Discussion in 'Anything goes' started by typefitter, Jan 11, 2018.

  1. Azrael

    Azrael Well-Known Member

    '50 Shades of Grey' began as a self-published e-book.

    EL James has earned many, many, many millions of dollars from it.

    The 'Twilight' series started as a piece of fan fiction.

    Publishing models have been upended.
     
    Dick Whitman likes this.
  2. HC

    HC Well-Known Member

    That's singing for me.
     
  3. Dick Whitman

    Dick Whitman Well-Known Member

    I mentioned "The Martian" earlier, which I believe began as a vanity published book.
     
  4. Azrael

    Azrael Well-Known Member

    Exactly! There's no telling which thing gets launched on which platform into some spectacular orbit.

    All the rules have changed.
     
  5. Buck

    Buck Well-Known Member

    'The Martian' seems a bit different, but I'd consider '50 Shades' and 'Twilight' to be genre fiction.
    Seems to be a lot of that out there in e-publishing that started as self-published stuff.

    I'm not putting genre fiction down, at all, nor am I passing judgment on Ragu.
    He just doesn't strike me, based on his SJ.com persona solely, as the genre fiction type.
     
  6. Neutral Corner

    Neutral Corner Well-Known Member


    And they're both absolute tripe.

    "The Martian" is another thing entirely. Well written, well researched, human and intelligent.
     
  7. Neutral Corner

    Neutral Corner Well-Known Member

    I'd love to write, but I don't have the self discipline to be successful at it. I also don't know that the ideas I have rattling around in my head would be viable to drive an entire book.

    I'm acquainted with John Ringo, who writes Military Science Fiction at a bestseller level.
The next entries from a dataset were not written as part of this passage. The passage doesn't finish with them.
//! Multigrid cycling: standalone stationary solver and preconditioner.

use crate::{
  error::MultigridError,
  hierarchy::Hierarchy,
  linalg::{self, Vector},
  smoother,
};

/// Cycle configuration. `nu` is the number of pre- and post-smoothing steps,
/// `cycle` the number of coarse-level visits per descent (1 = V-cycle,
/// 2 = W-cycle).
#[derive(Debug, Clone, Copy)]
pub struct MultigridConfig {
  pub nu: usize,
  pub cycle: usize,
}

impl Default for MultigridConfig {
  fn default() -> Self {
    Self { nu: 1, cycle: 1 }
  }
}

/// Outcome of a standalone [`Multigrid::iterate`] run.
///
/// Hitting the iteration cap is reported through `converged`, not as an
/// error; the best iterate is always returned, since callers routinely use
/// a partially converged solution as a warm start.
pub struct SolveReport {
  pub solution: Vector,
  pub iterations: usize,
  pub converged: bool,
  /// Residual norms, starting with the initial residual.
  pub residual_history: Vec<f64>,
}

impl SolveReport {
  /// Mean residual contraction factor per iteration.
  pub fn contraction(&self) -> Option<f64> {
    let first = *self.residual_history.first()?;
    let last = *self.residual_history.last()?;
    let steps = self.residual_history.len() - 1;
    (steps > 0 && first > 0.0).then(|| (last / first).powf(1.0 / steps as f64))
  }
}

/// Multigrid solver over an exclusively owned [`Hierarchy`].
pub struct Multigrid {
  hierarchy: Hierarchy,
  config: MultigridConfig,
}

impl Multigrid {
  pub fn new(hierarchy: Hierarchy, config: MultigridConfig) -> Self {
    Self { hierarchy, config }
  }

  pub fn hierarchy(&self) -> &Hierarchy {
    &self.hierarchy
  }
  pub(crate) fn hierarchy_mut(&mut self) -> &mut Hierarchy {
    &mut self.hierarchy
  }
  pub fn config(&self) -> MultigridConfig {
    self.config
  }
  pub fn into_hierarchy(self) -> Hierarchy {
    self.hierarchy
  }

  /// One cycle from a zero initial guess: the preconditioner contract
  /// `x = M⁻¹ rhs` for an external Krylov host. No convergence check.
  pub fn apply(&self, rhs: &Vector) -> Result<Vector, MultigridError> {
    let finest = self.hierarchy.nlevels() - 1;
    if rhs.nrows() != self.hierarchy.finest().ndofs() {
      return Err(MultigridError::InconsistentDimension {
        context: "rhs vs finest level",
        expected: self.hierarchy.finest().ndofs(),
        found: rhs.nrows(),
      });
    }
    self.cycle(finest, rhs)
  }

  /// Stationary Richardson iteration with one cycle as the preconditioner.
  ///
  /// Halts when the relative residual drops below `tolerance` or after
  /// `max_iterations` cycles, whichever comes first.
  pub fn iterate(
    &self,
    rhs: &Vector,
    x0: &Vector,
    tolerance: f64,
    max_iterations: usize,
  ) -> Result<SolveReport, MultigridError> {
    let finest = self.hierarchy.nlevels() - 1;
    let a = self.hierarchy.finest().matrix();
    if rhs.nrows() != a.nrows() || x0.nrows() != a.nrows() {
      return Err(MultigridError::InconsistentDimension {
        context: "rhs/initial guess vs finest level",
        expected: a.nrows(),
        found: rhs.nrows().max(x0.nrows()),
      });
    }

    let rhs_norm = rhs.norm();
    let denom = if rhs_norm > 0.0 { rhs_norm } else { 1.0 };

    let mut x = x0.clone();
    let mut r = linalg::residual(a, rhs, &x);
    let mut residual_history = vec![r.norm()];
    let mut converged = residual_history[0] / denom < tolerance;
    let mut iterations = 0;

    while !converged && iterations < max_iterations {
      let correction = self.cycle(finest, &r)?;
      x += correction;
      r = linalg::residual(a, rhs, &x);
      iterations += 1;

      let res_norm = r.norm();
      residual_history.push(res_norm);
      tracing::debug!("iteration {iterations}: relative residual {:.3e}", res_norm / denom);
      converged = res_norm / denom < tolerance;
    }

    if !converged {
      tracing::warn!(
        "stopped after {iterations} iterations at relative residual {:.3e}",
        residual_history.last().unwrap() / denom
      );
    }

    Ok(SolveReport {
      solution: x,
      iterations,
      converged,
      residual_history,
    })
  }

  /// One coarse-grid correction cycle on level `ilevel`, from a zero guess.
  fn cycle(&self, ilevel: usize, f: &Vector) -> Result<Vector, MultigridError> {
    let level = self.hierarchy.level(ilevel);

    // Terminal state: exact solve on the coarsest grid.
    if ilevel == 0 {
      return Ok(level.direct_lu()?.solve(f));
    }

    let mut v = Vector::zeros(level.ndofs());
    for _ in 0..self.config.nu {
      smoother::smooth(level, f, &mut v)?;
    }

    let restriction = level
      .restriction()
      .ok_or(MultigridError::MissingProlongation { level: ilevel })?;
    let r = linalg::residual(level.matrix(), f, &v);
    let f_coarse = restriction * &r;

    let coarse = self.hierarchy.level(ilevel - 1);
    let mut v_coarse = Vector::zeros(coarse.ndofs());
    for icycle in 0..self.config.cycle.max(1) {
      let r_coarse = if icycle == 0 {
        f_coarse.clone()
      } else {
        linalg::residual(coarse.matrix(), &f_coarse, &v_coarse)
      };
      v_coarse += self.cycle(ilevel - 1, &r_coarse)?;
    }

    let prolongation = level
      .prolongation()
      .ok_or(MultigridError::MissingProlongation { level: ilevel })?;
    v += prolongation * &v_coarse;

    for _ in 0..self.config.nu {
      smoother::smooth(level, f, &mut v)?;
    }
    Ok(v)
  }
}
He's written 43 books since 2000, none at less than 300 pages and some substantially more. He currently has at least five series of novels active. I follow him on FB and hit his blog once in a while. Sure, absolutely it's genre fiction, but his plots are innovative and his characterization is pretty good.

    His writing process is amazing to me. He's always got several ideas developing in his head, and in some cases he starts writing chapters and snippets so that he does not lose what he has come up with, but as a general rule what happens is that his muse kicks in and he sits down and bangs out most of a book. His classic pattern is to go out on his back porch in midwinter with some cigars and his laptop and bang out 80-100k words in maybe a weekend, then edit and tighten it. When the book is baked in his head, he downloads it into his laptop. He might then go for months doing the odd snippet and false start while his brain digests and plots until the next one is ready to decant. I find it amazing. I could never do that. I'd have to outline a bit, do some research and think and plot, and then write to the outline although not necessarily from chapter one to twenty-five chronologically.
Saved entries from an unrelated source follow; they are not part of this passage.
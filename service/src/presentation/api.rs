// Copyright (c) 2026 DMS Team
// SPDX-License-Identifier: AGPL-3.0
//! HTTP API for on-demand translation.
//!
//! This path does not touch the event pipeline: it is a plain synchronous
//! request/response call reusing the translation service. Callers must
//! present a bearer token, validated against the auth service. A failed
//! downstream translation is not an error status; the response simply
//! carries an empty `translated_text`.

use crate::application::translation::TranslationService;
use crate::domain::auth::TokenValidator;
use axum::{
    extract::State,
    http::{header, HeaderMap, StatusCode},
    response::{IntoResponse, Response},
    routing::{get, post},
    Json, Router,
};
use serde::Deserialize;
use serde_json::json;
use std::sync::Arc;
use tower_http::cors::CorsLayer;
use tracing::debug;

pub struct AppState {
    pub translation: Arc<TranslationService>,
    pub validator: Arc<dyn TokenValidator>,
}

pub fn app(state: Arc<AppState>) -> Router {
    Router::new()
        .route("/", get(root))
        .route("/api/translate", post(translate))
        .layer(CorsLayer::permissive())
        .with_state(state)
}

async fn root() -> impl IntoResponse {
    Json(json!({ "message": "Translation Service is running" }))
}

#[derive(Debug, Deserialize)]
struct TranslateRequest {
    text: String,
}

async fn translate(
    State(state): State<Arc<AppState>>,
    headers: HeaderMap,
    Json(payload): Json<TranslateRequest>,
) -> Response {
    let token = match bearer_token(&headers) {
        Ok(token) => token,
        Err(detail) => return unauthorized(detail),
    };

    if let Err(e) = state.validator.validate(token).await {
        debug!(error = %e, "token validation failed");
        return unauthorized("Invalid or expired token");
    }

    let outcome = state.translation.translate_outcome(&payload.text).await;
    Json(outcome).into_response()
}

fn bearer_token(headers: &HeaderMap) -> Result<&str, &'static str> {
    let value = headers
        .get(header::AUTHORIZATION)
        .ok_or("Authorization header missing")?;
    value
        .to_str()
        .ok()
        .and_then(|v| v.strip_prefix("Bearer "))
        .ok_or("Invalid authorization format")
}

fn unauthorized(detail: &str) -> Response {
    (StatusCode::UNAUTHORIZED, Json(json!({ "detail": detail }))).into_response()
}

#[cfg(test)]
mod tests {
    use super::*;
    use crate::domain::auth::AuthError;
    use crate::domain::generation::{GenerationError, GenerationProvider};
    use async_trait::async_trait;
    use axum::body::{to_bytes, Body};
    use axum::http::Request;
    use std::sync::atomic::{AtomicUsize, Ordering};
    use tower::util::ServiceExt;

    struct CountingProvider {
        calls: AtomicUsize,
        response: Option<String>,
    }

    #[async_trait]
    impl GenerationProvider for CountingProvider {
        async fn generate(&self, _prompt: &str) -> Result<String, GenerationError> {
            self.calls.fetch_add(1, Ordering::SeqCst);
            match &self.response {
                Some(text) => Ok(text.clone()),
                None => Err(GenerationError::Provider("unavailable".into())),
            }
        }
    }

    struct FixedValidator {
        accept: bool,
    }

    #[async_trait]
    impl TokenValidator for FixedValidator {
        async fn validate(&self, _token: &str) -> Result<(), AuthError> {
            if self.accept {
                Ok(())
            } else {
                Err(AuthError::Rejected { status: 401 })
            }
        }
    }

    fn test_app(
        response: Option<&str>,
        accept_token: bool,
    ) -> (Router, Arc<CountingProvider>) {
        let provider = Arc::new(CountingProvider {
            calls: AtomicUsize::new(0),
            response: response.map(String::from),
        });
        let state = Arc::new(AppState {
            translation: Arc::new(TranslationService::new(provider.clone(), "Spanish")),
            validator: Arc::new(FixedValidator {
                accept: accept_token,
            }),
        });
        (app(state), provider)
    }

    fn translate_request(authorization: Option<&str>) -> Request<Body> {
        let mut builder = Request::builder()
            .method("POST")
            .uri("/api/translate")
            .header("content-type", "application/json");
        if let Some(value) = authorization {
            builder = builder.header("authorization", value);
        }
        builder
            .body(Body::from(r#"{"text": "Hello"}"#))
            .unwrap()
    }

    async fn body_json(response: Response) -> serde_json::Value {
        let bytes = to_bytes(response.into_body(), usize::MAX).await.unwrap();
        serde_json::from_slice(&bytes).unwrap()
    }

    #[tokio::test]
    async fn root_reports_service_running() {
        let (app, _) = test_app(Some("Hola"), true);

        let response = app
            .oneshot(Request::builder().uri("/").body(Body::empty()).unwrap())
            .await
            .unwrap();

        assert_eq!(response.status(), StatusCode::OK);
        let body = body_json(response).await;
        assert_eq!(body["message"], "Translation Service is running");
    }

    #[tokio::test]
    async fn translate_returns_outcome_for_valid_token() {
        let (app, _) = test_app(Some("Hola"), true);

        let response = app
            .oneshot(translate_request(Some("Bearer user-token")))
            .await
            .unwrap();

        assert_eq!(response.status(), StatusCode::OK);
        let body = body_json(response).await;
        assert_eq!(body["original_text"], "Hello");
        assert_eq!(body["translated_text"], "Hola");
    }

    #[tokio::test]
    async fn missing_header_is_401_with_no_downstream_call() {
        let (app, provider) = test_app(Some("Hola"), true);

        let response = app.oneshot(translate_request(None)).await.unwrap();

        assert_eq!(response.status(), StatusCode::UNAUTHORIZED);
        let body = body_json(response).await;
        assert_eq!(body["detail"], "Authorization header missing");
        assert_eq!(provider.calls.load(Ordering::SeqCst), 0);
    }

    #[tokio::test]
    async fn non_bearer_header_is_401() {
        let (app, provider) = test_app(Some("Hola"), true);

        let response = app
            .oneshot(translate_request(Some("Basic dXNlcjpwYXNz")))
            .await
            .unwrap();

        assert_eq!(response.status(), StatusCode::UNAUTHORIZED);
        let body = body_json(response).await;
        assert_eq!(body["detail"], "Invalid authorization format");
        assert_eq!(provider.calls.load(Ordering::SeqCst), 0);
    }

    #[tokio::test]
    async fn rejected_token_is_401_with_no_downstream_call() {
        let (app, provider) = test_app(Some("Hola"), false);

        let response = app
            .oneshot(translate_request(Some("Bearer stale-token")))
            .await
            .unwrap();

        assert_eq!(response.status(), StatusCode::UNAUTHORIZED);
        let body = body_json(response).await;
        assert_eq!(body["detail"], "Invalid or expired token");
        assert_eq!(provider.calls.load(Ordering::SeqCst), 0);
    }

    #[tokio::test]
    async fn downstream_failure_yields_empty_translation_not_error() {
        let (app, _) = test_app(None, true);

        let response = app
            .oneshot(translate_request(Some("Bearer user-token")))
            .await
            .unwrap();

        assert_eq!(response.status(), StatusCode::OK);
        let body = body_json(response).await;
        assert_eq!(body["original_text"], "Hello");
        assert_eq!(body["translated_text"], "");
    }
}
    He's an absolute brute when he's rolling.
     
  8. Azrael

    Azrael Well-Known Member

    Of course they are.

    But that's part of the point, I think. That you never know what will work commercially and what won't.

    There's a market for everything, and now, thanks to the internet, a mechanism to reach it.
     
    Last edited: Mar 29, 2018
  9. Azrael

    Azrael Well-Known Member

    Another encouragement for some folks here.

    Charles Chadwick published his first novel, to great literary acclaim, at the age of 72.

    It's never too late.

    Keep writing.
     
  10. typefitter

    typefitter Well-Known Member

    This is very true. Writing is one of those rare human endeavours that allows you to be the best you ever were on the day you die.
     
    Neutral Corner likes this.
  11. typefitter

    typefitter Well-Known Member

    Sitting in my coffee shop and at 26,172 words, a hair over target. Just submitted the first three chapters, about 18,000 well-polished words, to the publisher for her approval. A little nervous about it. She hasn't read a word yet. That's a big blow if she wants a rewrite.

    The waiting is the hardest part.
     
  12. swingline

    swingline Well-Known Member

    Do you see one more card, like, every day?